People wait in line for free food and health supplies passed out by the nonprofit Lets Give on December 19, 2017, in Utuado, Puerto Rico. Photo by Mario Tama/Getty Images

A rat infestation in a government office in Florida contaminated supplies that could have been sent to Puerto Rico hurricane victims.

The water and food was moved into the premises despite officials knowing the office had been infested with rodents since August—a month before Hurricane Maria hit Puerto Rico.

Related: Trump tells Puerto Rico "We love you" as FEMA cuts off food and water aid to island

According to the Orlando Sentinel, Puerto Rican authorities were unable to ship donated aid because of insufficient financing.

The Puerto Rico Federal Affairs Administration executive director Carlos Mercader explained past efforts to send the supplies through other organizations had ultimately proved unsuccessful.

Mercader added that the office in Kissimmee, Florida, had deteriorated to such an extent that his administration had decided to move to a new building.

"Every day, those employees would go into that office and saw those boxes and they did nothing," Hernandez Mayoral, who ran the Kissimmee headquarters from 2013 to 2014, said. "As if there was no need on the island.
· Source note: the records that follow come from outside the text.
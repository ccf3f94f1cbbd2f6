//! Saved sync profiles
//!
//! Profiles live in one JSON document in the platform-specific config folder:
//! - Linux: ~/.config/s3-site-sync/profiles.json
//! - Windows: %APPDATA%/s3-site-sync/profiles.json
//! - macOS: ~/Library/Application Support/s3-site-sync/profiles.json
//!
//! Each profile is bound to the directory it was saved from and is unique by
//! (name, directory). Saving appends; existing records are never modified.

use directories::ProjectDirs;
use serde::{Deserialize, Serialize};
use std::fs;
use std::io::Write;
use std::path::{Path, PathBuf};
use tempfile::NamedTempFile;

use crate::config::{CredentialInputs, SyncConfig};
use crate::error::{Result, SyncError};

/// Characters of a secret left visible by [`mask_secret`]
pub const VISIBLE_SECRET_CHARS: usize = 3;
const SECRET_MASK: &str = "***";

/// A named set of sync settings bound to a local directory
#[derive(Debug, Clone, PartialEq, Eq, Serialize, Deserialize)]
#[serde(rename_all = "camelCase")]
pub struct SavedProfile {
    /// Absolute directory the profile was saved from
    pub user_directory: PathBuf,
    pub name: String,
    #[serde(default)]
    pub region: String,
    #[serde(default)]
    pub access_key_id: String,
    #[serde(default)]
    pub secret_access_key: String,
    /// AWS profile name used for credentials
    #[serde(default)]
    pub profile: String,
    #[serde(default)]
    pub role: String,
    pub bucket: String,
    #[serde(default)]
    pub directory: String,
    #[serde(default, skip_serializing_if = "String::is_empty")]
    pub prefix: String,
    #[serde(default)]
    pub invalidate_cache: bool,
}

impl SavedProfile {
    /// Capture `config` as a profile named `name` owned by `user_directory`
    pub fn from_config(name: &str, user_directory: PathBuf, config: &SyncConfig) -> Self {
        let text = |v: &Option<String>| v.clone().unwrap_or_default();

        Self {
            user_directory,
            name: name.to_string(),
            region: config.region.clone(),
            access_key_id: text(&config.credentials.access_key_id),
            secret_access_key: text(&config.credentials.secret_access_key),
            profile: text(&config.credentials.profile),
            role: text(&config.role),
            bucket: config.bucket.clone(),
            directory: config
                .directory
                .as_ref()
                .map(|d| d.to_string_lossy().into_owned())
                .unwrap_or_default(),
            prefix: config.prefix().to_string(),
            invalidate_cache: config.invalidate_cache,
        }
    }

    /// Build the run configuration this profile describes
    pub fn to_config(&self) -> Result<SyncConfig> {
        let some = |v: &str| Some(v.to_string());

        SyncConfig::new(
            some(&self.region),
            some(&self.bucket),
            some(&self.prefix),
            Some(PathBuf::from(&self.directory)),
            CredentialInputs::new(
                some(&self.access_key_id),
                some(&self.secret_access_key),
                some(&self.profile),
            ),
            some(&self.role),
            self.invalidate_cache,
        )
    }

    /// Lines for the `config` listing, secrets masked
    pub fn describe(&self) -> Vec<String> {
        let mut lines = vec![
            self.name.clone(),
            format!("    bucket: {}", self.bucket),
            format!("    region: {}", self.region),
            format!("    directory: {}", self.directory),
        ];

        if !self.prefix.is_empty() {
            lines.push(format!("    prefix: {}", self.prefix));
        }
        if !self.profile.is_empty() {
            lines.push(format!("    profile: {}", self.profile));
        }
        if !self.role.is_empty() {
            lines.push(format!("    role: {}", self.role));
        }
        if !self.access_key_id.is_empty() {
            lines.push(format!("    access key id: {}", mask_secret(&self.access_key_id)));
        }
        if !self.secret_access_key.is_empty() {
            lines.push(format!(
                "    secret access key: {}",
                mask_secret(&self.secret_access_key)
            ));
        }
        if self.invalidate_cache {
            lines.push("    invalidate cache: true".to_string());
        }

        lines
    }
}

/// Show the first few characters of a secret, mask the rest
pub fn mask_secret(secret: &str) -> String {
    match secret.char_indices().nth(VISIBLE_SECRET_CHARS) {
        Some((end, _)) => format!("{}{}", &secret[..end], SECRET_MASK),
        None => secret.to_string(),
    }
}

#[derive(Debug, Default, Serialize, Deserialize)]
struct ProfileFile {
    #[serde(default)]
    profiles: Vec<SavedProfile>,
}

/// JSON-file backed profile store
#[derive(Debug, Clone)]
pub struct ProfileStore {
    path: PathBuf,
}

impl ProfileStore {
    pub fn at(path: impl Into<PathBuf>) -> Self {
        Self { path: path.into() }
    }

    /// Store in the platform config directory
    pub fn default_location() -> Result<Self> {
        let proj_dirs = ProjectDirs::from("org", "github.n-orlov", "s3-site-sync").ok_or_else(|| {
            SyncError::config("failed to determine the profile store directory")
        })?;

        Ok(Self::at(proj_dirs.config_dir().join("profiles.json")))
    }

    pub fn path(&self) -> &Path {
        &self.path
    }

    /// Every profile in the store
    pub fn load_all(&self) -> Result<Vec<SavedProfile>> {
        if !self.path.exists() {
            tracing::debug!("Profile store {:?} not found", self.path);
            return Err(SyncError::config(
                "no config profiles found, create one using the setup subcommand",
            ));
        }

        Ok(self.read()?.profiles)
    }

    /// Profiles saved from `directory`
    pub fn for_directory(&self, directory: &Path) -> Result<Vec<SavedProfile>> {
        Ok(self
            .load_all()?
            .into_iter()
            .filter(|p| p.user_directory == directory)
            .collect())
    }

    /// The profile called `name` saved from `directory`
    pub fn find(&self, name: &str, directory: &Path) -> Result<SavedProfile> {
        self.for_directory(directory)?
            .into_iter()
            .find(|p| p.name == name)
            .ok_or_else(|| SyncError::config(format!("config with name {} not found", name)))
    }

    /// Append `profile`. Fails, leaving the file untouched, when a profile
    /// with the same name and directory exists.
    pub fn save(&self, profile: SavedProfile) -> Result<()> {
        let mut file = if self.path.exists() {
            self.read()?
        } else {
            ProfileFile::default()
        };

        if file
            .profiles
            .iter()
            .any(|p| p.name == profile.name && p.user_directory == profile.user_directory)
        {
            return Err(SyncError::DuplicateProfile {
                name: profile.name,
                directory: profile.user_directory,
            });
        }

        tracing::info!(
            "Saving profile {} for {}",
            profile.name,
            profile.user_directory.display()
        );
        file.profiles.push(profile);
        self.write(&file)
    }

    fn read(&self) -> Result<ProfileFile> {
        let contents = fs::read_to_string(&self.path).map_err(|e| self.error(e))?;
        serde_json::from_str(&contents).map_err(|e| self.error(e))
    }

    /// Replace the document atomically: write a sibling temp file, then rename it
    fn write(&self, file: &ProfileFile) -> Result<()> {
        let parent = match self.path.parent() {
            Some(parent) if !parent.as_os_str().is_empty() => parent,
            _ => Path::new("."),
        };
        fs::create_dir_all(parent).map_err(|e| self.error(e))?;

        let contents = serde_json::to_string_pretty(file).map_err(|e| self.error(e))?;
        let mut staged = NamedTempFile::new_in(parent).map_err(|e| self.error(e))?;
        staged
            .write_all(contents.as_bytes())
            .and_then(|_| staged.as_file().sync_all())
            .map_err(|e| self.error(e))?;
        staged.persist(&self.path).map_err(|e| self.error(e))?;

        tracing::debug!("Saved profiles to {:?}", self.path);
        Ok(())
    }

    fn error(&self, err: impl std::fmt::Display) -> SyncError {
        SyncError::ProfileStore {
            path: self.path.clone(),
            message: err.to_string(),
        }
    }
}

#[cfg(test)]
mod tests {
    use super::*;
    use tempfile::TempDir;

    fn profile(name: &str, dir: &str) -> SavedProfile {
        SavedProfile {
            user_directory: PathBuf::from(dir),
            name: name.to_string(),
            region: "eu-west-1".to_string(),
            access_key_id: "AKIAEXAMPLE".to_string(),
            secret_access_key: "wJalrXUtnFEMI".to_string(),
            profile: String::new(),
            role: String::new(),
            bucket: "site-bucket".to_string(),
            directory: "public".to_string(),
            prefix: String::new(),
            invalidate_cache: false,
        }
    }

    fn store(dir: &TempDir) -> ProfileStore {
        ProfileStore::at(dir.path().join("nested").join("profiles.json"))
    }

    #[test]
    fn test_mask_secret() {
        assert_eq!(mask_secret("AKIAEXAMPLE"), "AKI***");
        assert_eq!(mask_secret("abcd"), "abc***");
        assert_eq!(mask_secret("abc"), "abc");
        assert_eq!(mask_secret(""), "");
    }

    #[test]
    fn test_missing_store_is_configuration_error() {
        let dir = TempDir::new().unwrap();
        let err = store(&dir).load_all().unwrap_err();
        assert!(matches!(err, SyncError::Configuration(ref m) if m.contains("setup")));
    }

    #[test]
    fn test_save_creates_file_and_appends() {
        let dir = TempDir::new().unwrap();
        let store = store(&dir);

        store.save(profile("prod", "/srv/a")).unwrap();
        store.save(profile("staging", "/srv/a")).unwrap();
        store.save(profile("prod", "/srv/b")).unwrap();

        let all = store.load_all().unwrap();
        let names: Vec<_> = all.iter().map(|p| (p.name.as_str(), p.user_directory.clone())).collect();
        assert_eq!(
            names,
            vec![
                ("prod", PathBuf::from("/srv/a")),
                ("staging", PathBuf::from("/srv/a")),
                ("prod", PathBuf::from("/srv/b")),
            ]
        );
    }

    #[test]
    fn test_duplicate_save_leaves_file_untouched() {
        let dir = TempDir::new().unwrap();
        let store = store(&dir);
        store.save(profile("prod", "/srv/a")).unwrap();
        let before = fs::read(store.path()).unwrap();

        let mut again = profile("prod", "/srv/a");
        again.bucket = "other-bucket".to_string();
        let err = store.save(again).unwrap_err();

        assert!(matches!(err, SyncError::DuplicateProfile { ref name, .. } if name == "prod"));
        assert_eq!(fs::read(store.path()).unwrap(), before);
    }

    #[test]
    fn test_save_leaves_no_staging_files() {
        let dir = TempDir::new().unwrap();
        let store = ProfileStore::at(dir.path().join("profiles.json"));

        store.save(profile("prod", "/srv/a")).unwrap();
        store.save(profile("staging", "/srv/a")).unwrap();

        let entries: Vec<_> = fs::read_dir(dir.path())
            .unwrap()
            .map(|e| e.unwrap().file_name())
            .collect();
        assert_eq!(entries, vec![std::ffi::OsString::from("profiles.json")]);
        assert_eq!(store.load_all().unwrap().len(), 2);
    }

    #[test]
    fn test_failed_save_keeps_existing_document() {
        let dir = TempDir::new().unwrap();
        let store = ProfileStore::at(dir.path().join("profiles.json"));
        store.save(profile("prod", "/srv/a")).unwrap();
        let before = fs::read(store.path()).unwrap();

        // A directory where the document should be makes the final rename fail
        let blocked = ProfileStore::at(dir.path().join("blocked"));
        fs::create_dir_all(blocked.path().join("inner")).unwrap();
        assert!(matches!(
            blocked.write(&ProfileFile::default()),
            Err(SyncError::ProfileStore { .. })
        ));

        assert_eq!(fs::read(store.path()).unwrap(), before);
        let leftovers = fs::read_dir(dir.path()).unwrap().count();
        assert_eq!(leftovers, 2);
    }

    #[test]
    fn test_find_filters_by_directory() {
        let dir = TempDir::new().unwrap();
        let store = store(&dir);
        store.save(profile("prod", "/srv/a")).unwrap();

        assert!(store.find("prod", Path::new("/srv/a")).is_ok());

        let err = store.find("prod", Path::new("/srv/b")).unwrap_err();
        assert!(matches!(err, SyncError::Configuration(ref m) if m == "config with name prod not found"));
        assert!(store.for_directory(Path::new("/srv/b")).unwrap().is_empty());
    }

    #[test]
    fn test_reads_original_document_shape() {
        let dir = TempDir::new().unwrap();
        let store = store(&dir);
        fs::create_dir_all(store.path().parent().unwrap()).unwrap();
        fs::write(
            store.path(),
            r#"{"profiles":[{"userDirectory":"/home/me/site","name":"live","region":"us-east-1",
            "accessKeyId":"","secretAccessKey":"","profile":"deploy","role":"","bucket":"www.example.com",
            "directory":"dist"}]}"#,
        )
        .unwrap();

        let found = store.find("live", Path::new("/home/me/site")).unwrap();
        assert_eq!(found.profile, "deploy");
        assert_eq!(found.prefix, "");
        assert!(!found.invalidate_cache);

        let config = found.to_config().unwrap();
        assert_eq!(config.bucket, "www.example.com");
        assert_eq!(config.credentials.profile.as_deref(), Some("deploy"));
        assert_eq!(config.credentials.access_key_id, None);
        assert_eq!(config.directory, Some(PathBuf::from("dist")));
    }

    #[test]
    fn test_corrupt_store_reported() {
        let dir = TempDir::new().unwrap();
        let store = store(&dir);
        fs::create_dir_all(store.path().parent().unwrap()).unwrap();
        fs::write(store.path(), "{not json").unwrap();

        let err = store.load_all().unwrap_err();
        assert!(matches!(err, SyncError::ProfileStore { .. }));
        assert_eq!(err.exit_code(), 1);
    }

    #[test]
    fn test_describe_masks_secrets() {
        let lines = profile("prod", "/srv/a").describe();
        assert_eq!(lines[0], "prod");
        assert!(lines.contains(&"    access key id: AKI***".to_string()));
        assert!(lines.contains(&"    secret access key: wJa***".to_string()));
        assert!(!lines.iter().any(|l| l.contains("AKIAEXAMPLE")));
    }

    #[test]
    fn test_config_round_trip_through_profile() {
        let config = SyncConfig::new(
            Some("eu-north-1".to_string()),
            Some("bucket".to_string()),
            Some("www".to_string()),
            Some(PathBuf::from("site")),
            CredentialInputs::new(None, None, Some("deploy".to_string())),
            Some("arn:aws:iam::1:role/R".to_string()),
            true,
        )
        .unwrap();

        let saved = SavedProfile::from_config("main", PathBuf::from("/w"), &config);
        assert_eq!(saved.to_config().unwrap(), config);
    }
}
This is government negligence."

The reports of the spoiled food come amid a litany of administrative failings with regard to aid sent to Puerto Rico.

U.S. Representative Elijah Cummings and Stacey Plaskett, the congressional delegate from the U.S. Virgin Islands, have called for the Federal Emergency Management Agency to be subpoenaed over its failure to provide tens of millions to Puerto Rico.

The federal agency awarded a $156 million contract to a small Atlanta-based company called Tribute Contracting LLC. It delivered only 50,000 of the 30 million meals promised, CNN reported.

"One of the primary reasons FEMA failed to deliver these meals is because it inexplicably awarded a contract worth approximately $156 million to deliver 30 million emergency meals to a tiny, one-person company with a history of struggling with much smaller contracts," Cummings and Plaskett said in the letter.

Contracting owner Tiffany Brown said Tuesday that she has been overwhelmed by the order and plans to sue the government for $70 million.